Hoffe es kennt sich jemand aus....


----------



## Kerkilabro (17. März 2016)

*AW: Creative Alchemy von nöten???*

*Warum ist Creative ALchemy notwendig?*
 Im Rahmen einer großen Neustrukturierung des Audio-Subsystems von Windows Vista ™ und höher, hat Microsoft die radikale Entscheidung getroffen, den Hardware Abstraction Layer (HAL) für Direct Sound und DirectSound3D zu entfernen. Der HAL ist die Funktion, die auf früheren Windows-Betriebssystemen genutzt wurde, um einen Audio-Beschleuniger zu aktivieren, wie den Sound Blaster, um Directsound 3D-Anwendungen mit hardwarebeschleunigtem Audio zu versorgen. 
 Creative ALchemy ermöglicht Sound Blaster Eigentümern ihre Lieblings-DirectSound3D-Spiele so abzuspielen und zu erleben, wie von den Spiele-Entwicklern gedacht, unter Windows Vista ™ und höher - mit vollem Hardware-beschleunigten 3D-Audio und EAX-Unterstützung. Dies ist durch die Übersetzung von DirectSound3D zu OpenAL erreichbar. 
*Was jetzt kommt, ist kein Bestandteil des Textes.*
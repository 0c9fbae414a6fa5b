//! Firmware version value object.
//!
//! `<base>+<hash>`, e.g. `1.4.2+a1b2c3d` or `0.0.0+nogit`.

use std::fmt;

use serde::{Deserialize, Serialize};

/// Tokens used when a version component cannot be determined
#[derive(Debug, Clone, PartialEq, Eq, Serialize, Deserialize)]
pub struct VersionFallbacks {
    #[serde(default = "default_fallback_base")]
    pub fallback_base: String,

    #[serde(default = "default_fallback_hash")]
    pub fallback_hash: String,
}

impl Default for VersionFallbacks {
    fn default() -> Self {
        Self {
            fallback_base: default_fallback_base(),
            fallback_hash: default_fallback_hash(),
        }
    }
}

fn default_fallback_base() -> String {
    "0.0.0".to_string()
}

fn default_fallback_hash() -> String {
    "nogit".to_string()
}

#[derive(Debug, Clone, PartialEq, Eq)]
pub struct FirmwareVersion {
    base: String,
    hash: String,
}

impl FirmwareVersion {
    pub fn new(base: impl Into<String>, hash: impl Into<String>) -> Self {
        Self {
            base: base.into(),
            hash: hash.into(),
        }
    }

    /// Normalize a version base: drop leading `v` characters and whitespace.
    ///
    /// Returns `None` when nothing is left.
    pub fn normalize_base(raw: &str) -> Option<String> {
        let base = raw.trim().trim_start_matches('v').trim();
        if base.is_empty() {
            None
        } else {
            Some(base.to_string())
        }
    }

    pub fn base(&self) -> &str {
        &self.base
    }

    pub fn hash(&self) -> &str {
        &self.hash
    }
}

impl fmt::Display for FirmwareVersion {
    fn fmt(&self, f: &mut fmt::Formatter<'_>) -> fmt::Result {
        write!(f, "{}+{}", self.base, self.hash)
    }
}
Quelle: Creative Weltweite Unterstutzung
Dort kann man noch mehr wissenswertes dazu erfahren.


----------



## Emani (23. März 2016)

*AW: Creative Alchemy von nöten???*



Kerkilabro schrieb:


> *Warum ist Creative ALchemy notwendig?*
> Im Rahmen einer großen Neustrukturierung des Audio-Subsystems von Windows Vista ™ und höher, hat Microsoft die radikale Entscheidung getroffen, den Hardware Abstraction Layer (HAL) für Direct Sound und DirectSound3D zu entfernen. Der HAL ist die Funktion, die auf früheren Windows-Betriebssystemen genutzt wurde, um einen Audio-Beschleuniger zu aktivieren, wie den Sound Blaster, um Directsound 3D-Anwendungen mit hardwarebeschleunigtem Audio zu versorgen.
> Creative ALchemy ermöglicht Sound Blaster Eigentümern ihre Lieblings-DirectSound3D-Spiele so abzuspielen und zu erleben, wie von den Spiele-Entwicklern gedacht, unter Windows Vista ™ und höher - mit vollem Hardware-beschleunigten 3D-Audio und EAX-Unterstützung. Dies ist durch die Übersetzung von DirectSound3D zu OpenAL erreichbar.
> 
> ...



Also ist das heute immer noch notwendig Alchemy zu benutzen wenn die Spiele das unterstützen?!?!


----------



## INU.ID (30. Januar 2019)

*AW: Creative Alchemy von nöten???*



Emani schrieb:


> Also ist das heute immer noch notwendig Alchemy zu benutzen wenn die Spiele das unterstützen?!?!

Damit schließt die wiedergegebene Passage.